The BEAT tax will apply to companies that have average annual gross receipts of $500 million over the prior three-year period and a base erosion percentage of at least 3%, meaning a portion of deductible payments made to affiliates compared with total U.S. deductions of at least 3%.

“If you hit both of those, you’re going to be subject to this calculation,” he said.

Tax reform removed the alternative minimum tax for corporations, “which is a really good thing in my opinion, but it replaced it with this BEAT tax … which is very similar in nature to how the alternative minimum tax was being calculated,” he said.

If a U.S. entity, for example, pays zero tax but cedes $10 million to a foreign reinsurance company, when factoring in the 10% BEAT tax in 2019, “now you’re stuck with a $1 million U.S. tax,” he said.

A domestic captive that has a foreign affiliate and pays a loss to that affiliate would be subject to the BEAT tax if the provisions otherwise apply to the captive, said Bruce Wright, a New York-based partner with Eversheds Sutherland (US) L.L.P. who counsels companies on tax and insurance law issues.

“This is going to be a problem, and I think a lot of companies are thinking about moving their captives onshore to avoid this because then you’re just paying domestic or making a 953(d) election, which would treat your offshore company as a domestic and as a domestic payment, and it wouldn’t be a problem,” he said, referring to a provision of the U.S. tax code that allows a controlled foreign corporation engaged in the insurance business to affirmatively elect to be treated as a U.S. corporation for U.S. tax purposes. “I think we will see during the course of the year there will be a lot of structuring to try to get around the BEAT provisions. They’re really quite complex and lengthy.”
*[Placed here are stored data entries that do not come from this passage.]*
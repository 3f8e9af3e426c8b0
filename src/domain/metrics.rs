//! Sampling frequency and annualised metrics.

use crate::domain::backtest::BacktestMetrics;
use chrono::TimeDelta;
use std::fmt;
use std::str::FromStr;

const SECONDS_PER_YEAR: f64 = 365.25 * 24.0 * 60.0 * 60.0;
const MONTHS_PER_YEAR: f64 = 12.0;

#[derive(Debug, Clone, Copy, PartialEq, Eq, Hash)]
pub enum FrequencyUnit {
    Seconds,
    Minutes,
    Hours,
    Days,
    Weeks,
    Months,
}

impl FrequencyUnit {
    fn suffix(self) -> &'static str {
        match self {
            FrequencyUnit::Seconds => "s",
            FrequencyUnit::Minutes => "m",
            FrequencyUnit::Hours => "h",
            FrequencyUnit::Days => "d",
            FrequencyUnit::Weeks => "w",
            FrequencyUnit::Months => "mo",
        }
    }

    /// Length of one unit in seconds, a mean month for `Months`.
    fn seconds(self) -> f64 {
        match self {
            FrequencyUnit::Seconds => 1.0,
            FrequencyUnit::Minutes => 60.0,
            FrequencyUnit::Hours => 3_600.0,
            FrequencyUnit::Days => 86_400.0,
            FrequencyUnit::Weeks => 604_800.0,
            FrequencyUnit::Months => SECONDS_PER_YEAR / MONTHS_PER_YEAR,
        }
    }
}

/// Sampling period of an input series, written `<amount><unit>`, e.g. `15m`,
/// `1d`, `3mo`.
#[derive(Debug, Clone, Copy, PartialEq, Eq, Hash)]
pub struct Frequency {
    pub amount: u32,
    pub unit: FrequencyUnit,
}

impl Frequency {
    pub const DAILY: Frequency = Frequency {
        amount: 1,
        unit: FrequencyUnit::Days,
    };

    /// Fixed-length period. Months have no fixed length and return `None`.
    pub fn period(&self) -> Option<TimeDelta> {
        let n = i64::from(self.amount);
        match self.unit {
            FrequencyUnit::Seconds => TimeDelta::try_seconds(n),
            FrequencyUnit::Minutes => TimeDelta::try_minutes(n),
            FrequencyUnit::Hours => TimeDelta::try_hours(n),
            FrequencyUnit::Days => TimeDelta::try_days(n),
            FrequencyUnit::Weeks => TimeDelta::try_weeks(n),
            FrequencyUnit::Months => None,
        }
    }

    /// Samples per year: 365.25 days for fixed units, twelve months otherwise.
    pub fn periods_per_year(&self) -> f64 {
        let amount = f64::from(self.amount);
        match self.unit {
            FrequencyUnit::Months => MONTHS_PER_YEAR / amount,
            unit => SECONDS_PER_YEAR / (amount * unit.seconds()),
        }
    }
}

impl Default for Frequency {
    fn default() -> Self {
        Self::DAILY
    }
}

impl fmt::Display for Frequency {
    fn fmt(&self, f: &mut fmt::Formatter<'_>) -> fmt::Result {
        write!(f, "{}{}", self.amount, self.unit.suffix())
    }
}

impl FromStr for Frequency {
    type Err = String;

    fn from_str(s: &str) -> Result<Self, Self::Err> {
        let split = s.find(|c: char| !c.is_ascii_digit()).unwrap_or(s.len());
        let (digits, suffix) = s.split_at(split);
        if digits.is_empty() {
            return Err(format!("'{s}' must start with a number"));
        }
        let amount: u32 = digits
            .parse()
            .map_err(|e| format!("'{s}' has an invalid amount: {e}"))?;
        if amount == 0 {
            return Err(format!("'{s}' must have an amount above zero"));
        }
        let unit = match suffix {
            "s" => FrequencyUnit::Seconds,
            "m" => FrequencyUnit::Minutes,
            "h" => FrequencyUnit::Hours,
            "d" => FrequencyUnit::Days,
            "w" => FrequencyUnit::Weeks,
            "mo" => FrequencyUnit::Months,
            other => return Err(format!("'{s}' has unknown unit '{other}' (use s, m, h, d, w, mo)")),
        };
        Ok(Frequency { amount, unit })
    }
}

/// Compound a total return over `periods` samples to a yearly rate.
///
/// `None` for a non-finite return or zero periods. Terminal wealth at or
/// below zero reports -1.
pub fn annualize_return(total_return: f64, periods: usize, frequency: Frequency) -> Option<f64> {
    if !total_return.is_finite() || periods == 0 {
        return None;
    }
    if 1.0 + total_return <= 0.0 {
        return Some(-1.0);
    }
    let exponent = frequency.periods_per_year() / periods as f64;
    Some((1.0 + total_return).powf(exponent) - 1.0)
}

/// Scale a per-sample Sharpe ratio to a yearly one.
pub fn annualize_sharpe(sharpe: Option<f64>, frequency: Frequency) -> Option<f64> {
    sharpe
        .filter(|s| s.is_finite())
        .map(|s| s * frequency.periods_per_year().sqrt())
}

#[derive(Debug, Clone, Copy, PartialEq)]
pub struct AnnualizedMetrics {
    pub annualized_return: Option<f64>,
    pub annualized_sharpe: Option<f64>,
}

impl AnnualizedMetrics {
    /// `periods` is the number of return steps, one less than the sample count.
    pub fn compute(metrics: &BacktestMetrics, periods: usize, frequency: Frequency) -> Self {
        Self {
            annualized_return: annualize_return(metrics.total_return, periods, frequency),
            annualized_sharpe: annualize_sharpe(metrics.sharpe, frequency),
        }
    }
}

#[cfg(test)]
mod tests {
    use super::*;

    fn freq(s: &str) -> Frequency {
        s.parse().unwrap()
    }

    #[test]
    fn parse_units() {
        assert_eq!(freq("15m"), Frequency { amount: 15, unit: FrequencyUnit::Minutes });
        assert_eq!(freq("1d"), Frequency::DAILY);
        assert_eq!(freq("3mo").unit, FrequencyUnit::Months);
        assert_eq!(freq("2w").to_string(), "2w");
    }

    #[test]
    fn parse_rejects_bad_input() {
        for bad in ["", "d", "0d", "1y", "1 d", "-1d", "1.5h", "1D"] {
            assert!(bad.parse::<Frequency>().is_err(), "{bad} should not parse");
        }
    }

    #[test]
    fn periods_per_year() {
        assert!((freq("1d").periods_per_year() - 365.25).abs() < 1e-9);
        assert!((freq("1w").periods_per_year() - 365.25 / 7.0).abs() < 1e-9);
        assert!((freq("1h").periods_per_year() - 365.25 * 24.0).abs() < 1e-9);
        assert!((freq("1mo").periods_per_year() - 12.0).abs() < 1e-9);
        assert!((freq("3mo").periods_per_year() - 4.0).abs() < 1e-9);
    }

    #[test]
    fn largest_amounts_keep_their_unit() {
        let max = f64::from(u32::MAX);
        for (unit, seconds) in [("s", 1.0), ("m", 60.0), ("h", 3_600.0), ("d", 86_400.0), ("w", 604_800.0)] {
            let f = freq(&format!("{}{unit}", u32::MAX));
            assert!(f.period().is_some(), "{f} has no period");
            let expected = SECONDS_PER_YEAR / (max * seconds);
            assert!((f.periods_per_year() - expected).abs() <= expected * 1e-12, "{f}");
        }
        let weeks = freq("20000000w");
        assert!((weeks.periods_per_year() - 365.25 / (7.0 * 20_000_000.0)).abs() < 1e-15);
    }

    #[test]
    fn period_lengths() {
        assert_eq!(freq("90s").period(), TimeDelta::try_seconds(90));
        assert_eq!(freq("2h").period(), TimeDelta::try_hours(2));
        assert_eq!(freq("1mo").period(), None);
    }

    #[test]
    fn annualize_one_year_of_daily_returns() {
        // 365.25 periods of daily data span one year, so the rate is unchanged.
        let r = annualize_return(0.1, 365, Frequency::DAILY).unwrap();
        assert!((r - (1.1f64.powf(365.25 / 365.0) - 1.0)).abs() < 1e-12);
        let monthly = annualize_return(0.1, 12, freq("1mo")).unwrap();
        assert!((monthly - 0.1).abs() < 1e-12);
    }

    #[test]
    fn annualize_edge_cases() {
        assert_eq!(annualize_return(f64::NAN, 10, Frequency::DAILY), None);
        assert_eq!(annualize_return(0.1, 0, Frequency::DAILY), None);
        assert_eq!(annualize_return(-1.0, 10, Frequency::DAILY), Some(-1.0));
        assert_eq!(annualize_return(-2.0, 10, Frequency::DAILY), Some(-1.0));
    }

    #[test]
    fn annualize_sharpe_scales_by_sqrt() {
        let s = annualize_sharpe(Some(0.1), freq("1mo")).unwrap();
        assert!((s - 0.1 * 12f64.sqrt()).abs() < 1e-12);
        assert_eq!(annualize_sharpe(None, Frequency::DAILY), None);
        assert_eq!(annualize_sharpe(Some(f64::INFINITY), Frequency::DAILY), None);
    }

    #[test]
    fn compute_from_backtest_metrics() {
        let m = BacktestMetrics {
            total_return: 0.0,
            max_drawdown: 0.0,
            volatility: 0.0,
            sharpe: None,
        };
        let a = AnnualizedMetrics::compute(&m, 99, Frequency::DAILY);
        assert_eq!(a.annualized_return, Some(0.0));
        assert_eq!(a.annualized_sharpe, None);
    }
}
There is a group of commercial insurers lobbying the U.S. Treasury Department to remove claim or loss payments when developing the regulatory language for domestic companies pooling risks in the United States with foreign subsidiaries to whom claims payment are made, but it’s unclear when or if that will happen, experts say.

“These days, more so than ever, I think it’s more difficult to predict what and when the IRS is going to do anything,” Mr. Gravelin said. “I know their hands are incredibly full with tax reform and dealing with guidance around a lot of other issues.”

Vermont has created an alternative for companies affected by the BEAT tax by allowing reinsurance of affiliated companies — an option created after a company that was ceding $1 billion to an offshore entity, which would subject it to a $100 million BEAT tax, asked state regulators to create an alternative to “help us with our BEAT problem,” said David Provost, deputy commissioner for captive insurance with the Vermont Department of Financial Regulation in Montpelier, Vermont.

Vermont regulators had two significant issues to consider in developing the option, he said. These companies qualify as multistate companies and will be subject to the traditional National Association of Insurance Commissioners accreditation standards, including filing statements with the NAIC, using statutory accounting and following holding company rules, among other requirements. Vermont regulators have pledged to work closely with the ceding company’s state regulator to ensure they will allow credit for the reinsurance, Mr. Provost said.

In addition, Vermont has built in some flexibility in investments into its statute, while still meeting NAIC accreditation standards, by requiring companies to file an investment for the state’s approval that addresses diversity and liquidity of their portfolio. Many states follow an “outdated investment model law that is very prescriptive and antiquated,” but Vermont’s is “more adaptable to rapid changes in the investment marketplace,” he said via email.

“We think it will pass our accreditation review — we’ll find out soon,” Mr. Provost said at the conference. “That was as far as we could go. We think that will offer some options both for avoiding a BEAT tax situation, but also just for aggregating and managing your reinsurance for commercial insurance companies.”

“We’ve been asked about why would a captive do this,” Mr. Provost added. “A captive won’t do this. This is for commercial insurance companies.”